Tuesday, June 27, 2006

Four petabytes in memory

One way to look at how the Google cluster changes the game is to look at how data access speeds change with a cluster of this size.

Google reportedly had an estimated 450k machines two months ago and adds machines at roughly 100k per quarter. In 2004, each of these machines had 2-4G of memory, and, two years later, likely are up to 8G standard.

That means that Google can store roughly 500k * 8G = 4 petabytes of data in memory on their cluster.

Four petabytes. How much is that?

It is twice the size of the entire Internet Archive, a historical copy of much of the Web. It is the same as the estimated size of all the data Google had in 2003 on disk.

It is a staggering amount of data. And it is all accessible at speeds orders of magnitude faster than those with punier clusters.

That is a game changer.


Anonymous said...

I believe Microsoft/MSN/Live were talking a couple of months ago about why they had a competitive advantage by starting later and having a completely 64bit setup before anyone else. How could Google have 8Gig of RAM if they didn't have 64bit? Were Microsoft wrong?

John K said...

Nice post - I agree with the 450k ballpark figure, but I think the memory is a bit lower. See here for my estimates and thoughts.

RichB: Google would likely use Linux kernels with PAE that would allow there 32bit servers to address up to 12-16GB of RAM without requiring 64bit CPUs...

Anonymous said...

Greg, I'm curious, what kind of things are made possible by this?

One might be online link analysis to re-rank the top N results, HITS-style. I guess that Teoma (Ask) probably uses a link network stored in this way to do this for quite some time now.

What else?

(Isn't it interesting that MapReduce, BigTable and GFS gained so much interest lately, when all of them are very disk-oriented?)

Greg Linden said...

Hi, Bernhard. That's a little hard to say.

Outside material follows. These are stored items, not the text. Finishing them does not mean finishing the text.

//! Network capture backend.
//!
//! Keeps one WebSocket connection to a micrelay daemon. A single driver task
//! owns the socket, the liveness and reconnect timers, and the backend state;
//! the public handle talks to it over a command channel.

use std::sync::Arc;
use std::time::Duration;

use async_trait::async_trait;
use futures::{SinkExt, StreamExt};
use micrelay_common::ipc::{ControlMessage, ServerMessage};
use micrelay_common::{CaptureConfig, ClientConfig, MicConfig, MicState, MicStatus};
use parking_lot::Mutex;
use tokio::net::TcpStream;
use tokio::sync::{mpsc, oneshot};
use tokio::task::JoinHandle;
use tokio::time::{interval_at, sleep_until, Instant, Interval, MissedTickBehavior};
use tokio_tungstenite::tungstenite::{self, Message};
use tokio_tungstenite::{connect_async, MaybeTlsStream, WebSocketStream};
use tokio_util::sync::CancellationToken;
use tracing::{debug, info, warn};

use crate::backend::{CaptureBackend, EventSink};
use crate::error::ClientError;
use crate::state::{BackendKind, CaptureState, CaptureStatus, Chunk, StatusEvent};
use crate::timer::ReconnectTimer;

type Socket = WebSocketStream<MaybeTlsStream<TcpStream>>;
type Reply = oneshot::Sender<Result<(), ClientError>>;

/// Connection and health-check settings for [`NetworkBackend`].
#[derive(Debug, Clone, PartialEq)]
pub struct NetworkOptions {
    pub url: String,
    pub connect_timeout: Duration,
    /// Delay before reconnecting after an organic close or error
    pub reconnect_delay: Duration,
    /// Silence allowed after a liveness probe before the connection is dropped
    pub liveness_timeout: Duration,
    pub ping_interval: Duration,
}

impl Default for NetworkOptions {
    fn default() -> Self {
        Self {
            url: micrelay_common::default_daemon_url(),
            connect_timeout: Duration::from_secs(3),
            reconnect_delay: Duration::from_secs(3),
            liveness_timeout: Duration::from_secs(2),
            ping_interval: Duration::from_secs(5),
        }
    }
}

impl From<&ClientConfig> for NetworkOptions {
    fn from(config: &ClientConfig) -> Self {
        Self {
            url: config.daemon_url.clone(),
            connect_timeout: Duration::from_millis(config.connect_timeout_ms),
            reconnect_delay: Duration::from_millis(config.reconnect_delay_ms),
            liveness_timeout: Duration::from_millis(config.liveness_timeout_ms),
            ping_interval: Duration::from_millis(config.ping_interval_ms),
        }
    }
}

enum Command {
    Configure(CaptureConfig, Reply),
    Start(Reply),
    Stop(Reply),
    ReportError(String, Reply),
}

/// Capture backend that relays through a remote daemon.
pub struct NetworkBackend {
    commands: mpsc::UnboundedSender<Command>,
    shared: Arc<Mutex<CaptureState>>,
    cancel: CancellationToken,
    driver: Option<JoinHandle<()>>,
}

impl NetworkBackend {
    /// Open a connection to the daemon.
    ///
    /// The first attempt is made before returning, so failure here means the
    /// daemon is unreachable. Later drops are recovered by the driver task.
    pub async fn connect(
        options: NetworkOptions,
        config: CaptureConfig,
        sink: EventSink,
    ) -> Result<Self, ClientError> {
        let mut state = CaptureState::new(BackendKind::Network);
        state.config = Some(config.clone());
        state.apply(StatusEvent::Open);
        sink.emit_state(&state);

        info!("Connecting to capture daemon at {}", options.url);
        let socket = open_socket(&options).await?;

        let shared = Arc::new(Mutex::new(state));
        let (commands, command_rx) = mpsc::unbounded_channel();
        let cancel = CancellationToken::new();

        let period = options.ping_interval.max(Duration::from_millis(10));
        let mut ping = interval_at(Instant::now() + period, period);
        ping.set_missed_tick_behavior(MissedTickBehavior::Delay);

        let mut driver = Driver {
            options,
            sink,
            shared: shared.clone(),
            commands: command_rx,
            cancel: cancel.clone(),
            socket: None,
            reconnect: ReconnectTimer::new(),
            liveness: None,
            ping,
            config,
            wants_listening: false,
        };

        let handle = tokio::spawn(async move {
            driver.on_connected(socket).await;
            driver.run().await;
        });

        Ok(Self {
            commands,
            shared,
            cancel,
            driver: Some(handle),
        })
    }

    /// Cancel both timers, close the socket and wait for the driver task to
    /// publish its final `disconnected` snapshot.
    pub async fn disconnect(&mut self) {
        self.cancel.cancel();
        if let Some(driver) = self.driver.take() {
            if let Err(e) = driver.await {
                warn!("Network backend driver ended abnormally: {}", e);
            }
        }
    }

    async fn request(&self, command: impl FnOnce(Reply) -> Command) -> Result<(), ClientError> {
        let (reply, response) = oneshot::channel();
        self.commands
            .send(command(reply))
            .map_err(|_| ClientError::Closed)?;
        response.await.map_err(|_| ClientError::Closed)?
    }
}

Being able to access vast amounts of data orders of magnitude faster allows doing things that couldn't be done before. Analyses that were impossible before because they would take years can now be done in days. Online features that were impossible before because they would have taken minutes to respond can now be launched.

On your other point, I don't think this is in opposition to disk-oriented tools. Being able to store vast amounts of memory means you can operate much more quickly over frequently or repeatedly accessed data and data for online features with short access time requirements. Infrequently accessed data is still going to be on disk.

Anonymous said...

Actually, while GFS manages disks, it also uses any available server memory as a large disk cache - well, it is really Linux doing that, but net-net that's it. With locality of reference, they probably get a major benefit.

As for MS saying they have a late adopter advantage - isn't it odd that a software company would hang their hat on a hardware advantage? GFS is a major SW win for Google, and not easily or quickly replicated. See more on GFS at http://storagemojo.com/?p=88

Anonymous said...

GFS is a major SW win for Google, and not easily or quickly replicated

=> flash disks are going to kill this advantage. With an access time of few micro seconds, it's going to be the perfect hardware between ram and classical hard disk.

Anonymous said...

Hmm.. isn't that a bit far-fetched?

I don't think they add computers AND more ram to their systems.

In fact it does not even make sense, because a 32-bit-mainboard can't in and case take more than 4GB of ram. This means that to add more ram, they have to exchange the mainboard and cpu too. And this certanly does not make sense, because then you get a new system anyway.

So i'm thinking, this is where the 100k new machines per quarter come from: upgrading/replacing old machines, and even if not, you're adding additional 4GB per system that are impossibe to get added.

May i say "hype"? ;)

Greg Linden said...

Barefoot, what makes you think that Google is not using 64-bit boxes?

The Google BigTable paper says that Google currently is using machines with "two dual-core Opteron 2 GHz chips". The Opteron is a 64-bit chip.